Last year, operators in Europe and Asia were off-setting falling prices by growing user talk time in markets where penetration was close to 100%. With the proliferation of IPbased voice services such as Skype, mobile voice tariffs are under huge pressure and many European-based providers are responding to this with a drive to convert prepaid customers – who account for more than 50% of the European market – into more lucrative contract customers.

As Wireless Intelligence points out, markets with high levels of prepaid connections tend to offer correspondingly-low voice tariffs on contract. In America, where the contract-based connections account for 82% of connections, Wireless Intelligence notes that although revenue per connection is declining, revenue per user is actually on the up and up, thanks to the use of multiple connections which are “most likely allocated to business customers on high-end tariffs using voice and data services.”

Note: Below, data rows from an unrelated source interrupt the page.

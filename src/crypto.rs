use std::convert::TryFrom;
use std::fmt;
use std::io;
use std::net::SocketAddrV6;
use std::sync::Arc;
use std::time::SystemTime;

use bytes::BytesMut;
use constant_time_eq::constant_time_eq;
use rand::RngCore;
use ring::aead;
use ring::hkdf;
use ring::hmac;
use rustls;
use rustls::quic;

use packet::{ConnectionId, AEAD_TAG_SIZE};
use transport_parameters::TransportParameters;
use {Side, TransportError};

pub use rustls::Error as TLSError;

/// The three packet-protection contexts, in the order they become available.
#[derive(Debug, Copy, Clone, Eq, PartialEq, Ord, PartialOrd, Hash)]
pub enum EncryptionLevel {
    Initial,
    Handshake,
    OneRtt,
}

impl EncryptionLevel {
    pub fn index(self) -> usize {
        match self {
            EncryptionLevel::Initial => 0,
            EncryptionLevel::Handshake => 1,
            EncryptionLevel::OneRtt => 2,
        }
    }
}

impl fmt::Display for EncryptionLevel {
    fn fmt(&self, f: &mut fmt::Formatter) -> fmt::Result {
        let s = match *self {
            EncryptionLevel::Initial => "initial",
            EncryptionLevel::Handshake => "handshake",
            EncryptionLevel::OneRtt => "1-rtt",
        };
        f.write_str(s)
    }
}

/// Packet protection keys for one encryption level: a payload AEAD and a
/// header-protection key for each direction.
pub struct Crypto {
    local: Keys,
    remote: Keys,
}

enum Keys {
    Ring {
        key: aead::LessSafeKey,
        iv: [u8; 12],
        header: aead::quic::HeaderProtectionKey,
    },
    Tls {
        packet: quic::PacketKey,
        header: quic::HeaderProtectionKey,
    },
}

const INITIAL_SALT: [u8; 20] = [
    0xef, 0x4f, 0xb0, 0xab, 0xb4, 0x74, 0x70, 0xc4, 0x1b, 0xef, 0xcf, 0x80, 0x31, 0x33, 0x4f,
    0xae, 0x48, 0x5e, 0x09, 0xa0,
];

VoIP and bundled services are also radically changing the way in which services are offered to end- users. Wireless Intelligence points to VoIP as a disruptive influence on the future of voice services as global operators focus on offering all-in-one bundled packages of mobile, fixed and broadband to consumers. Predictably enough, partnerships that facilitate investment in the sort of infrastructure this requires will be driving all of this forward.

In the so-called emerging markets, high levels of prepaid contracts mean operators are constantly faced with the challenge of near-inevitable churn, which in turn drives up the costs associated with growing (and retaining) the customer base (according to Wireless Intelligence data, Vodacom had a monthly churn rate of 2.84% for Q2 2009, down from 3.34% in the previous quarter). One solution has been the introduction of a SIM-swap initiative that allows prepaid customers to retain their cellphone number – previously, customers faced with losing their number would feel there was little to lose by changing service providers.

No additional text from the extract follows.